■ Exercise ■
For the entries below, how many lines include the word "description"? Give the figure and nothing more.

━━━

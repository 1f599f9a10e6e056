//! get_service_alarms — CloudWatch alarms, optionally by name prefix.

use async_trait::async_trait;
use serde_json::json;

use crate::api::AwsApi;
use crate::error::AwsResult;
use crate::retry::{self, RetryPolicy};
use crate::tools::str_arg;
use crate::types::AwsTool;
use mlc_protocol::ToolOutcome;

pub struct GetServiceAlarms;

#[async_trait]
impl AwsTool for GetServiceAlarms {
    fn name(&self) -> &str {
        "get_service_alarms"
    }

    fn description(&self) -> &str {
        "List CloudWatch alarms with their state, optionally filtered by name prefix"
    }

    fn parameters_schema(&self) -> serde_json::Value {
        json!({
            "type": "object",
            "properties": {
                "prefix": {
                    "type": "string",
                    "description": "Only return alarms whose name starts with this prefix"
                }
            },
            "required": []
        })
    }

    async fn execute(
        &self,
        args: serde_json::Value,
        api: &dyn AwsApi,
        policy: &RetryPolicy,
    ) -> AwsResult<ToolOutcome> {
        let prefix = str_arg(&args, "prefix")?;

        let alarms = retry::call(policy, || api.alarms_for_prefix(prefix)).await?;
        let alarm_count = alarms.len();
        let firing = alarms.iter().filter(|a| a.state == "ALARM").count();

        let data = json!({
            "alarm_count": alarm_count,
            "firing_count": firing,
            "alarms": alarms,
        });

        Ok(ToolOutcome::success(
            self.name(),
            data,
            format!("Found {alarm_count} alarm(s), {firing} firing"),
        ))
    }
}

#[cfg(test)]
mod tests {
    use super::*;
    use crate::error::AwsToolError;
    use crate::mock::MockAwsApi;

    #[tokio::test]
    async fn lists_alarms() {
        let api = MockAwsApi::with_ml_fixture();
        let result = GetServiceAlarms
            .execute(json!({}), &api, &RetryPolicy::default())
            .await
            .unwrap();
        let data = result.data.unwrap();
        assert_eq!(data["alarm_count"], 1);
        assert_eq!(data["firing_count"], 0);
    }

    #[tokio::test]
    async fn prefix_must_be_a_string() {
        let api = MockAwsApi::with_ml_fixture();
        let err = GetServiceAlarms
            .execute(json!({"prefix": 42}), &api, &RetryPolicy::default())
            .await
            .unwrap_err();
        assert!(matches!(err, AwsToolError::InvalidArgument { .. }));
        assert!(api.calls().is_empty());
    }
}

━━━

■ Answer for this exercise ■
2